Un message personnel d’Urgyen Sangharakshita

L’an prochain nous célébrerons le cinquantième anniversaire de l’AOBO/Triratna. Ce sera une occasion de réjouissance, de reconnaissance envers les Trois Joyaux, et de re-dédicace aux idéaux que représente Triratna.

Pour ma part, en tant que fondateur de Triratna, l’occasion sera particulièrement poignante. J’ai plus d’une fois dit que je n’étais pas la meilleure personne pour fonder un nouveau mouvement bouddhiste, mais que j’étais la seule disponible, et des amis se sont parfois dit et ont dit à d’autres que mes paroles ne devaient pas être prises littéralement mais n’étaient qu’une marque de mon humilité. Mais ce n’est pas le cas. À l’époque je considérais qu’elles devaient être prises littéralement, et je considère toujours qu’elles doivent être prises littéralement.

Comme j’en suis le fondateur, Triratna porte parfois la marque non pas du Dharma mais de ma propre personnalité particulière. Cette personnalité est complexe et à certains égards je n’ai pas agi selon ce qu’exigeait ma position dans le mouvement, ni même comme un véritable bouddhiste. Je pense en particulier aux moments où j’ai contrarié, blessé, ou fait du mal à d’autres bouddhistes, que ce soit au sein ou en dehors de Triratna.

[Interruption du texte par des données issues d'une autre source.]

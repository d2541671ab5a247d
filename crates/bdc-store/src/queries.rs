//! Read-side queries over the portfolio database.

use bdc_core::{AssetClass, BdcError, Result};
use chrono::NaiveDate;
use rusqlite::{OptionalExtension, Row, params};
use serde::Serialize;
use tracing::instrument;

use crate::database::{DATE_FORMAT, PortfolioDatabase};

/// A stored position joined with its filer and company.
#[derive(Clone, Debug, PartialEq, Serialize)]
pub struct Holding {
    /// Filer ticker.
    pub filer_ticker: String,
    /// Filer name.
    pub filer_name: String,
    /// Portfolio company id.
    pub company_id: i64,
    /// Normalized company name.
    pub company: String,
    /// Business description.
    pub business_desc: Option<String>,
    /// Assigned industry code.
    pub industry: Option<String>,
    /// Investment type text.
    pub investment_type: Option<String>,
    /// Asset class.
    pub asset_class: AssetClass,
    /// Fair value in dollars.
    pub fair_value: Option<f64>,
    /// Cost in dollars.
    pub cost: Option<f64>,
    /// Principal in dollars.
    pub principal: Option<f64>,
    /// Reporting period end.
    pub period_end: NaiveDate,
}

/// A stored filer.
#[derive(Clone, Debug, PartialEq, Eq, Serialize)]
pub struct FilerRow {
    /// Ticker.
    pub ticker: String,
    /// Name.
    pub name: String,
    /// CIK without leading zeros.
    pub cik: Option<String>,
}

/// A stored portfolio company.
#[derive(Clone, Debug, PartialEq, Eq, Serialize)]
pub struct CompanyRow {
    /// Id.
    pub id: i64,
    /// Normalized name.
    pub normalized_name: String,
    /// First business description seen.
    pub business_desc: Option<String>,
    /// Assigned industry code.
    pub assigned_industry: Option<String>,
    /// How the industry was assigned.
    pub classification_method: Option<String>,
}

/// A company held by two or more filers in one period.
///
/// Positions without a non-zero fair value do not count as held.
#[derive(Clone, Debug, PartialEq, Serialize)]
pub struct OverlapCompany {
    /// Company id.
    pub company_id: i64,
    /// Normalized name.
    pub company: String,
    /// Assigned industry code.
    pub industry: Option<String>,
    /// Reporting period end.
    pub period_end: NaiveDate,
    /// Number of distinct holders.
    pub bdc_count: usize,
    /// Fair value summed across holders.
    pub total_fair_value: f64,
    /// Holder tickers, sorted.
    pub holders: Vec<String>,
}

/// Per-filer, per-period totals.
#[derive(Clone, Debug, PartialEq, Serialize)]
pub struct FilerSummary {
    /// Filer ticker.
    pub filer_ticker: String,
    /// Filer name.
    pub filer_name: String,
    /// Reporting period end.
    pub period_end: NaiveDate,
    /// Number of positions.
    pub positions: usize,
    /// Distinct companies held.
    pub total_companies: usize,
    /// Companies also held by another filer.
    pub shared_companies: usize,
    /// Total fair value.
    pub total_fair_value: f64,
}

/// Fair value held by one filer in one industry.
#[derive(Clone, Debug, PartialEq, Serialize)]
pub struct IndustryExposure {
    /// Filer ticker.
    pub filer_ticker: String,
    /// Industry code, `UNKNOWN` when unassigned.
    pub industry: String,
    /// Distinct companies.
    pub company_count: usize,
    /// Total fair value.
    pub total_fair_value: f64,
}

/// Row counts per table.
#[derive(Clone, Copy, Debug, Default, PartialEq, Eq, Serialize)]
pub struct TableCounts {
    /// Filers.
    pub filers: usize,
    /// Portfolio companies.
    pub companies: usize,
    /// Positions.
    pub investments: usize,
}

fn storage(e: rusqlite::Error) -> BdcError {
    BdcError::Storage(e.to_string())
}

fn parse_date(raw: &str) -> rusqlite::Result<NaiveDate> {
    NaiveDate::parse_from_str(raw, DATE_FORMAT).map_err(|e| {
        rusqlite::Error::FromSqlConversionFailure(0, rusqlite::types::Type::Text, Box::new(e))
    })
}

fn count(row: &Row<'_>, idx: usize) -> rusqlite::Result<usize> {
    let n: i64 = row.get(idx)?;
    Ok(usize::try_from(n).unwrap_or(0))
}

const HOLDINGS_SQL: &str = "
    SELECT i.filer_ticker, f.name, i.company_id, pc.normalized_name, pc.business_desc,
           pc.assigned_industry, i.investment_type, i.asset_class,
           i.fair_value, i.cost, i.principal, i.period_end
    FROM investment i
    JOIN filer f ON f.ticker = i.filer_ticker
    JOIN portfolio_company pc ON pc.id = i.company_id
    WHERE (?1 IS NULL OR i.period_end = ?1)
    ORDER BY i.filer_ticker, pc.normalized_name, i.investment_type";

impl PortfolioDatabase {
    /// All positions, optionally restricted to one period end.
    #[instrument(skip(self))]
    pub fn holdings(&self, period_end: Option<NaiveDate>) -> Result<Vec<Holding>> {
        let conn = self.conn()?;
        let period = period_end.map(|d| d.format(DATE_FORMAT).to_string());
        let mut stmt = conn.prepare(HOLDINGS_SQL).map_err(storage)?;
        let rows = stmt
            .query_map(params![period], |row| {
                let asset_class: String = row.get(7)?;
                let period_end: String = row.get(11)?;
                Ok(Holding {
                    filer_ticker: row.get(0)?,
                    filer_name: row.get(1)?,
                    company_id: row.get(2)?,
                    company: row.get(3)?,
                    business_desc: row.get(4)?,
                    industry: row.get(5)?,
                    investment_type: row.get(6)?,
                    asset_class: asset_class.parse().unwrap_or_default(),
                    fair_value: row.get(8)?,
                    cost: row.get(9)?,
                    principal: row.get(10)?,
                    period_end: parse_date(&period_end)?,
                })
            })
            .map_err(storage)?;
        rows.collect::<rusqlite::Result<Vec<_>>>().map_err(storage)
    }

    /// Companies held by two or more filers within the same period,
    /// largest first. `None` returns every period.
    #[instrument(skip(self))]
    pub fn overlap_companies(&self, period_end: Option<NaiveDate>) -> Result<Vec<OverlapCompany>> {
        let conn = self.conn()?;
        let period = period_end.map(|d| d.format(DATE_FORMAT).to_string());
        let mut stmt = conn
            .prepare(
                "SELECT company_id, normalized_name, assigned_industry, period_end, bdc_count,
                        COALESCE(total_fair_value, 0.0), holders
                 FROM v_overlap_companies
                 WHERE (?1 IS NULL OR period_end = ?1)
                 ORDER BY period_end DESC, bdc_count DESC, total_fair_value DESC, normalized_name",
            )
            .map_err(storage)?;
        let rows = stmt
            .query_map(params![period], |row| {
                let period_end: String = row.get(3)?;
                let holders: String = row.get(6)?;
                let mut holders: Vec<String> = holders.split(',').map(str::to_string).collect();
                holders.sort();
                Ok(OverlapCompany {
                    company_id: row.get(0)?,
                    company: row.get(1)?,
                    industry: row.get(2)?,
                    period_end: parse_date(&period_end)?,
                    bdc_count: count(row, 4)?,
                    total_fair_value: row.get(5)?,
                    holders,
                })
            })
            .map_err(storage)?;
        rows.collect::<rusqlite::Result<Vec<_>>>().map_err(storage)
    }

    /// Totals per filer and period.
    #[instrument(skip(self))]
    pub fn filer_summary(&self) -> Result<Vec<FilerSummary>> {
        let conn = self.conn()?;
        let mut stmt = conn
            .prepare(
                "SELECT filer_ticker, filer_name, period_end, positions, total_companies,
                        shared_companies, COALESCE(total_fair_value, 0.0)
                 FROM v_filer_summary
                 ORDER BY filer_ticker, period_end",
            )
            .map_err(storage)?;
        let rows = stmt
            .query_map([], |row| {
                let period_end: String = row.get(2)?;
                Ok(FilerSummary {
                    filer_ticker: row.get(0)?,
                    filer_name: row.get(1)?,
                    period_end: parse_date(&period_end)?,
                    positions: count(row, 3)?,
                    total_companies: count(row, 4)?,
                    shared_companies: count(row, 5)?,
                    total_fair_value: row.get(6)?,
                })
            })
            .map_err(storage)?;
        rows.collect::<rusqlite::Result<Vec<_>>>().map_err(storage)
    }

    /// Fair value per filer and industry, optionally for one filer.
    #[instrument(skip(self))]
    pub fn industry_concentration(&self, filer_ticker: Option<&str>) -> Result<Vec<IndustryExposure>> {
        let conn = self.conn()?;
        let mut stmt = conn
            .prepare(
                "SELECT filer_ticker, industry, company_count, COALESCE(total_fair_value, 0.0)
                 FROM v_industry_concentration
                 WHERE (?1 IS NULL OR filer_ticker = ?1)
                 ORDER BY filer_ticker, total_fair_value DESC",
            )
            .map_err(storage)?;
        let rows = stmt
            .query_map(params![filer_ticker], |row| {
                Ok(IndustryExposure {
                    filer_ticker: row.get(0)?,
                    industry: row.get(1)?,
                    company_count: count(row, 2)?,
                    total_fair_value: row.get(3)?,
                })
            })
            .map_err(storage)?;
        rows.collect::<rusqlite::Result<Vec<_>>>().map_err(storage)
    }

    /// Looks up a company by its normalized name.
    pub fn company(&self, normalized_name: &str) -> Result<Option<CompanyRow>> {
        let conn = self.conn()?;
        conn.query_row(
            "SELECT id, normalized_name, business_desc, assigned_industry, classification_method
             FROM portfolio_company WHERE normalized_name = ?1",
            params![normalized_name],
            |row| {
                Ok(CompanyRow {
                    id: row.get(0)?,
                    normalized_name: row.get(1)?,
                    business_desc: row.get(2)?,
                    assigned_industry: row.get(3)?,
                    classification_method: row.get(4)?,
                })
            },
        )
        .optional()
        .map_err(storage)
    }

    /// All filers, by ticker.
    pub fn filers(&self) -> Result<Vec<FilerRow>> {
        let conn = self.conn()?;
        let mut stmt = conn
            .prepare("SELECT ticker, name, cik FROM filer ORDER BY ticker")
            .map_err(storage)?;
        let rows = stmt
            .query_map([], |row| {
                Ok(FilerRow {
                    ticker: row.get(0)?,
                    name: row.get(1)?,
                    cik: row.get(2)?,
                })
            })
            .map_err(storage)?;
        rows.collect::<rusqlite::Result<Vec<_>>>().map_err(storage)
    }

    /// Distinct period ends with stored positions, most recent first.
    pub fn periods(&self) -> Result<Vec<NaiveDate>> {
        let conn = self.conn()?;
        let mut stmt = conn
            .prepare("SELECT DISTINCT period_end FROM investment ORDER BY period_end DESC")
            .map_err(storage)?;
        let rows = stmt
            .query_map([], |row| {
                let raw: String = row.get(0)?;
                parse_date(&raw)
            })
            .map_err(storage)?;
        rows.collect::<rusqlite::Result<Vec<_>>>().map_err(storage)
    }

    /// Most recent period end with stored positions.
    pub fn latest_period(&self) -> Result<Option<NaiveDate>> {
        Ok(self.periods()?.first().copied())
    }

    fn table_count(&self, table: &str) -> Result<usize> {
        let conn = self.conn()?;
        let n: i64 = conn
            .query_row(&format!("SELECT COUNT(*) FROM {table}"), [], |row| row.get(0))
            .map_err(storage)?;
        Ok(usize::try_from(n).unwrap_or(0))
    }

    /// Number of filers.
    pub fn filer_count(&self) -> Result<usize> {
        self.table_count("filer")
    }

    /// Number of portfolio companies.
    pub fn company_count(&self) -> Result<usize> {
        self.table_count("portfolio_company")
    }

    /// Number of positions.
    pub fn investment_count(&self) -> Result<usize> {
        self.table_count("investment")
    }

    /// Row counts of every table.
    pub fn counts(&self) -> Result<TableCounts> {
        Ok(TableCounts {
            filers: self.filer_count()?,
            companies: self.company_count()?,
            investments: self.investment_count()?,
        })
    }
}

Ces pensées m’ont été très présentes à l’esprit au cours de la semaine dernière, alors que j’étais à l’hôpital avec une pneumonie. Comme j’en étais tout à fait conscient, une pneumonie peut être fatale à un homme de mon âge, et je savais que je pouvais mourir, même si, quoique très malade, je ne sentais pas que j’étais en train de mourir.

Je voudrais en conséquence exprimer mon profond regret pour toutes les occasions où j’ai contrarié, blessé, ou fait du mal à d’autres bouddhistes, et leur demander leur pardon.